◆ INSTRUCTIONS TO FOLLOW
Repeat verbatim every line of the material, beginning at the line that holds "realm.set(a, name, *value).unwrap();" and ending at its last line.

◆ DATASET
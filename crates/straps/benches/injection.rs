use criterion::{black_box, criterion_group, criterion_main, BenchmarkId, Criterion};
use straps::{FieldSource, Realm, Value};

fn wide_source(realm: &mut Realm, fields: usize) -> FieldSource {
    let mut source = FieldSource::new();
    for i in 0..fields {
        let method = realm.define_function(&format!("method{}", i), 0, |_, _| Ok(Value::Undefined));
        source = source.field(&format!("method{}", i), method);
        source = source.field(&format!("value{}", i), i as f64);
    }
    source
}

fn bench_inject(c: &mut Criterion) {
    let mut group = c.benchmark_group("inject");

    for fields in [4usize, 32, 128] {
        group.bench_with_input(BenchmarkId::new("object", fields), &fields, |b, &fields| {
            let mut realm = Realm::new();
            let source = wide_source(&mut realm, fields);
            b.iter(|| {
                let obj = realm.record();
                realm.inject(obj, black_box(&[source.clone()])).unwrap()
            });
        });
    }

    group.finish();
}

fn bench_beans(c: &mut Criterion) {
    c.bench_function("inject_bean_pairs", |b| {
        let mut realm = Realm::new();
        let mut source = FieldSource::new();
        for name in ["Width", "Height", "Depth", "Color"] {
            let get = realm.define_function(&format!("get{}", name), 0, |_, _| Ok(Value::Null));
            let set = realm.define_function(&format!("set{}", name), 1, |_, _| Ok(Value::Undefined));
            source = source
                .field(&format!("get{}", name), get)
                .field(&format!("set{}", name), set);
        }
        b.iter(|| {
            let obj = realm.record();
            realm.inject(obj, black_box(&[source.clone()])).unwrap()
        });
    });
}

fn bench_extend_chain(c: &mut Criterion) {
    c.bench_function("extend_chain_depth_8", |b| {
        let mut realm = Realm::new();
        let source = wide_source(&mut realm, 8);
        b.iter(|| {
            let mut class = realm.base_class();
            for _ in 0..8 {
                class = realm.extend(class, black_box(&[source.clone()])).unwrap();
            }
            realm.construct(class, Vec::new()).unwrap()
        });
    });
}

criterion_group!(benches, bench_inject, bench_beans, bench_extend_chain);
criterion_main!(benches);
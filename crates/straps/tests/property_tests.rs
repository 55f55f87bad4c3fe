//! Property-based tests for injection and the utility statics

use std::collections::BTreeMap;

use proptest::prelude::*;
use straps::{pick_first, EachKey, FieldSource, Realm, Value};

fn key_strategy() -> impl Strategy<Value = String> {
    "[a-e]"
}

fn fields_strategy() -> impl Strategy<Value = BTreeMap<String, i32>> {
    prop::collection::btree_map(key_strategy(), any::<i32>(), 0..5)
}

// =============================================================================
// Injection Properties
// =============================================================================

#[cfg(test)]
mod injection_tests {
    use super::*;

    proptest! {
        /// Property: every re-injection of a method lengthens its link by one
        #[test]
        fn reinjection_depth_counts_repeats(times in 1usize..8) {
            let mut realm = Realm::new();
            let method = realm.define_function("run", 0, |_, _| Ok(Value::Undefined));
            let obj = realm.record();
            let source = FieldSource::new().field("run", method);
            for _ in 0..times {
                realm.inject(obj, &[source.clone()]).unwrap();
            }

            let depth = realm.override_link(obj, "run").map_or(0, |link| link.depth());
            prop_assert_eq!(depth, times - 1);
        }

        /// Property: preserving injection never changes fields already present
        #[test]
        fn preserve_never_overwrites(existing in fields_strategy(), incoming in fields_strategy()) {
            let mut realm = Realm::new();
            let obj = realm.record();
            for (name, value) in &existing {
                realm.set(obj, name, *value).unwrap();
            }
            let mut source = FieldSource::new().preserve(true);
            for (name, value) in &incoming {
                source = source.field(name, *value);
            }
            realm.inject(obj, &[source]).unwrap();

            for (name, value) in &incoming {
                let expected = existing.get(name).unwrap_or(value);
                prop_assert_eq!(realm.get(obj, name).unwrap(), Value::from(*expected));
            }
        }
    }
}

// =============================================================================
// Utility Properties
// =============================================================================

#[cfg(test)]
mod utility_tests {
    use super::*;

    proptest! {
        /// Property: merge lets later sources win, key by key
        #[test]
        fn merge_later_source_wins(first in fields_strategy(), second in fields_strategy()) {
            let mut realm = Realm::new();
            let a = realm.record();
            for (name, value) in &first {
                realm.set(a, name, *value).unwrap();
            }
            let b = realm.record();
            for (name, value) in &second {
                realm.set(b, name, *value).unwrap();
            }
            let dest = realm.record();
            realm.merge(dest, &[a, b]).unwrap();

            let mut expected = first.clone();
            expected.extend(second.iter().map(|(k, v)| (k.clone(), *v)));
            prop_assert_eq!(realm.own_keys(dest).len(), expected.len());
            for (name, value) in &expected {
                prop_assert_eq!(realm.get(dest, name).unwrap(), Value::from(*value));
            }
        }

        /// Property: array-likes are visited once per index, in order
        #[test]
        fn each_visits_indices_in_order(values in prop::collection::vec(any::<i32>(), 0..10)) {
            let mut realm = Realm::new();
            let arr = realm.array(values.iter().map(|v| Value::from(*v)));

            let seen = realm
                .each_with(arr, Vec::new(), |_, seen, value, key| {
                    seen.push((key, value));
                    Ok(())
                })
                .unwrap();
            let expected: Vec<_> = values
                .iter()
                .enumerate()
                .map(|(i, v)| (EachKey::Index(i), Value::from(*v)))
                .collect();
            prop_assert_eq!(seen, expected);
        }

        /// Property: pick_first skips exactly the undefined prefix
        #[test]
        fn pick_first_skips_undefined(values in prop::collection::vec(prop::option::of(any::<i32>()), 0..6)) {
            let picked = pick_first(values.iter().map(|v| v.map(Value::from).unwrap_or_default()));
            let expected = values
                .iter()
                .flatten()
                .next()
                .map(|v| Value::from(*v))
                .unwrap_or(Value::Null);
            prop_assert_eq!(picked, expected);
        }
    }
}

◆ YOUR RESPONSE
                realm.set(a, name, *value).unwrap();
            }
            let b = realm.record();
            for (name, value) in &second {
                realm.set(b, name, *value).unwrap();
            }
            let dest = realm.record();
            realm.merge(dest, &[a, b]).unwrap();

            let mut expected = first.clone();
            expected.extend(second.iter().map(|(k, v)| (k.clone(), *v)));
            prop_assert_eq!(realm.own_keys(dest).len(), expected.len());
            for (name, value) in &expected {
                prop_assert_eq!(realm.get(dest, name).unwrap(), Value::from(*value));
            }
        }

        /// Property: array-likes are visited once per index, in order
        #[test]
        fn each_visits_indices_in_order(values in prop::collection::vec(any::<i32>(), 0..10)) {
            let mut realm = Realm::new();
            let arr = realm.array(values.iter().map(|v| Value::from(*v)));

            let seen = realm
                .each_with(arr, Vec::new(), |_, seen, value, key| {
                    seen.push((key, value));
                    Ok(())
                })
                .unwrap();
            let expected: Vec<_> = values
                .iter()
                .enumerate()
                .map(|(i, v)| (EachKey::Index(i), Value::from(*v)))
                .collect();
            prop_assert_eq!(seen, expected);
        }

        /// Property: pick_first skips exactly the undefined prefix
        #[test]
        fn pick_first_skips_undefined(values in prop::collection::vec(prop::option::of(any::<i32>()), 0..6)) {
            let picked = pick_first(values.iter().map(|v| v.map(Value::from).unwrap_or_default()));
            let expected = values
                .iter()
                .flatten()
                .next()
                .map(|v| Value::from(*v))
                .unwrap_or(Value::Null);
            prop_assert_eq!(picked, expected);
        }
    }
}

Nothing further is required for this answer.